Apalagi dengan tingkat persaingan yang semakin tinggi, kepuasan konsumenlah yang menjadi faktor utama agar perusahaan sustainable dan dapat dipercaya dalam jangka panjang. Konsumen cenderung semakin kritis dengan memperhatikan perilaku perusahaan yang memproduksi barang-barang yang akan mereka konsumsi.

Pada dasarnya praktik etika bisnis akan selalu menguntungkan perusahaan baik untuk jangka menengah maupun jangka panjang. Misalnya dapat mengurangi biaya akibat dicegahnya kemungkinan terjadinya friksi baik internal perusahaan maupun dengan eksternal. 

Perusahaan yang menerapkan etika, dapat meningkatkan motivasi kru dalam bekerja, bahwa bekerja selain dituntut menghasilkan yang terbaik, juga diperoleh dengan cara yang baik pula.
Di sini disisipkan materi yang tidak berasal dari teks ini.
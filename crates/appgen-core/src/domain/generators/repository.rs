//! `<E>Repository`: abstract read side over the ORM repository.

use crate::domain::common::first_lower;
use crate::domain::entities::SpecificationRecord;
use crate::domain::generators::{
    ENTITY_MANAGER, OBJECT_REPOSITORY, QUERY_BUILDER, entity_variable, id_hint, lookup_hint,
    use_class, use_hint,
};
use crate::domain::source::{
    ClassDecl, ClassModifier, MethodDecl, Param, SourceUnit, TypeHint, Visibility,
};
use crate::domain::value_objects::PrimitiveType;

pub fn generate(spec: &SpecificationRecord) -> SourceUnit {
    let entity = spec.entity_class();
    let not_found = spec.not_found_class();
    let var = entity_variable(spec);

    let mut class = ClassDecl::new(spec.repository_class().name()).modifier(ClassModifier::Abstract);

    class.methods.push(
        MethodDecl::public("__construct").param(Param::promoted(
            "entityManager",
            TypeHint::new(ENTITY_MANAGER),
            Visibility::Private,
        )),
    );

    class.methods.push(
        MethodDecl::private("getRepository")
            .returns(TypeHint::new(OBJECT_REPOSITORY))
            .line(format!(
                "return $this->entityManager->getRepository({}::class);",
                entity.name()
            )),
    );

    class.methods.push(
        MethodDecl::public("get")
            .param(Param::new("id", id_hint(spec)))
            .returns(TypeHint::new(&entity))
            .doc_line(format!("@throws {}", not_found.name()))
            .lines(find_one_body(spec, &var, "id", "id")),
    );

    for property in spec.single_lookups() {
        let parameter = property.lookup_parameter();
        class.methods.push(
            MethodDecl::public(format!("getBy{}", property.method_suffix()))
                .param(Param::new(&parameter, lookup_hint(spec, property)))
                .returns(TypeHint::new(&entity))
                .doc_line(format!("@throws {}", not_found.name()))
                .lines(find_one_body(
                    spec,
                    &var,
                    &first_lower(property.name()),
                    &parameter,
                )),
        );
    }

    for property in spec.multi_lookups() {
        let parameter = property.lookup_parameter();
        class.methods.push(
            MethodDecl::public(format!("getAllBy{}", property.method_suffix()))
                .param(Param::new(&parameter, lookup_hint(spec, property)))
                .returns(TypeHint::new("array"))
                .doc_line(format!("@return {}[]", entity.name()))
                .lines([
                    "return $this->getRepository()->findBy([".to_string(),
                    format!("\t'{}' => ${parameter}", first_lower(property.name())),
                    "]);".to_string(),
                ]),
        );
    }

    if spec.features().get_all {
        class.methods.push(
            MethodDecl::public("getAll")
                .returns(TypeHint::new("array"))
                .doc_line(format!("@return {}[]", entity.name()))
                .line("return $this->getQueryBuilderForAll()->getQuery()->execute();"),
        );
    }

    class.methods.push(
        MethodDecl::private("getQueryBuilderForAll")
            .returns(TypeHint::new(QUERY_BUILDER))
            .line("return $this->getRepository()->createQueryBuilder('e');"),
    );

    class.methods.push(
        MethodDecl::public("getQueryBuilderForDataGrid")
            .returns(TypeHint::new(QUERY_BUILDER))
            .line("return $this->getQueryBuilderForAll();"),
    );

    let mut unit = SourceUnit::new(spec.namespace(), class);
    let uses_datetime = spec
        .single_lookups()
        .chain(spec.multi_lookups())
        .any(|p| p.primitive_type() == Some(PrimitiveType::DateTime));
    if uses_datetime {
        unit.import("DateTime");
    }
    unit.import(ENTITY_MANAGER).import(QUERY_BUILDER);
    use_hint(&mut unit, &id_hint(spec));
    use_class(&mut unit, &not_found.to_string());
    unit.import(OBJECT_REPOSITORY);
    unit
}

/// Look up one entity by a column, throwing the not-found error on absence.
fn find_one_body(
    spec: &SpecificationRecord,
    var: &str,
    column: &str,
    parameter: &str,
) -> Vec<String> {
    vec![
        format!("/** @var {} ${var} */", spec.entity_name()),
        format!("${var} = $this->getRepository()->findOneBy(["),
        format!("\t'{column}' => ${parameter}"),
        "]);".to_string(),
        String::new(),
        format!("if (${var} === null) {{"),
        format!("\tthrow new {}();", spec.not_found_class().name()),
        "}".to_string(),
        String::new(),
        format!("return ${var};"),
    ]
}

#[cfg(test)]
mod tests {
    use super::*;
    use crate::domain::generators::fixtures;

    fn method<'a>(unit: &'a SourceUnit, name: &str) -> &'a MethodDecl {
        unit.declaration
            .method(name)
            .unwrap_or_else(|| panic!("missing method {name}"))
    }

    #[test]
    fn scalar_single_lookup() {
        let unit = generate(&fixtures::user());
        assert_eq!(unit.declaration.name, "UserRepository");
        assert_eq!(unit.declaration.modifier, ClassModifier::Abstract);

        let get = method(&unit, "get");
        assert_eq!(get.params[0].type_hint, Some(TypeHint::new("int")));
        assert_eq!(get.doc, ["@throws UserNotFoundException"]);

        let by_email = method(&unit, "getByEmail");
        assert_eq!(by_email.params[0].name, "email");
        assert_eq!(by_email.params[0].type_hint, Some(TypeHint::new("string")));
        assert_eq!(by_email.return_type, Some(TypeHint::new("App\\Model\\User")));
        assert!(by_email.body.contains(&"\t'email' => $email".to_string()));
        assert!(by_email.body.contains(&"\tthrow new UserNotFoundException();".to_string()));
        assert_eq!(by_email.body.last().unwrap(), "return $user;");

        let get_all = method(&unit, "getAll");
        assert_eq!(get_all.doc, ["@return User[]"]);
        assert_eq!(
            get_all.body,
            ["return $this->getQueryBuilderForAll()->getQuery()->execute();"]
        );

        assert_eq!(method(&unit, "getQueryBuilderForAll").visibility, Visibility::Private);
        assert_eq!(
            method(&unit, "getQueryBuilderForDataGrid").body,
            ["return $this->getQueryBuilderForAll();"]
        );
    }

    #[test]
    fn relation_multi_lookup_uses_id_parameter() {
        let unit = generate(&fixtures::book());
        let by_author = method(&unit, "getAllByAuthor");
        assert_eq!(by_author.params[0].name, "authorId");
        assert_eq!(
            by_author.params[0].type_hint,
            Some(TypeHint::new("Ramsey\\Uuid\\UuidInterface"))
        );
        assert_eq!(by_author.return_type, Some(TypeHint::new("array")));
        assert_eq!(
            by_author.body,
            [
                "return $this->getRepository()->findBy([",
                "\t'author' => $authorId",
                "]);"
            ]
        );
        assert!(unit.declaration.method("getAll").is_some());
        assert!(unit.declaration.method("getByAuthor").is_none());
    }

    #[test]
    fn imports_follow_lookups_and_id_strategy() {
        let imports: Vec<_> = generate(&fixtures::book())
            .imports
            .into_iter()
            .map(|i| i.name)
            .collect();
        assert!(imports.contains(&"DateTime".to_string()));
        assert!(imports.contains(&"Ramsey\\Uuid\\UuidInterface".to_string()));
        assert!(imports.contains(&"App\\Model\\Book\\Exception\\BookNotFoundException".to_string()));

        let imports: Vec<_> = generate(&fixtures::user())
            .imports
            .into_iter()
            .map(|i| i.name)
            .collect();
        assert!(!imports.contains(&"DateTime".to_string()));
        assert!(!imports.iter().any(|i| i.contains("Uuid")));
    }

    #[test]
    fn get_all_is_optional() {
        use crate::domain::value_objects::Features;
        let spec = crate::domain::entities::SpecificationRecord::builder("App\\Model", "User")
            .features(Features::none())
            .build()
            .unwrap();
        let unit = generate(&spec);
        assert!(unit.declaration.method("getAll").is_none());
        assert!(unit.declaration.method("getQueryBuilderForDataGrid").is_some());
    }
}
Penerapan etika juga melindungi prinsip kebebasan berusaha serta meningkatkan keunggulan bersaing.

Selain itu, penerapan etika bisnis juga mencegah agar perusahaan tidak terkena sanksi-sanksi pemerintah karena berperilaku tidak beretika yang dapat digolongkan sebagai pebuatan melawan hukum.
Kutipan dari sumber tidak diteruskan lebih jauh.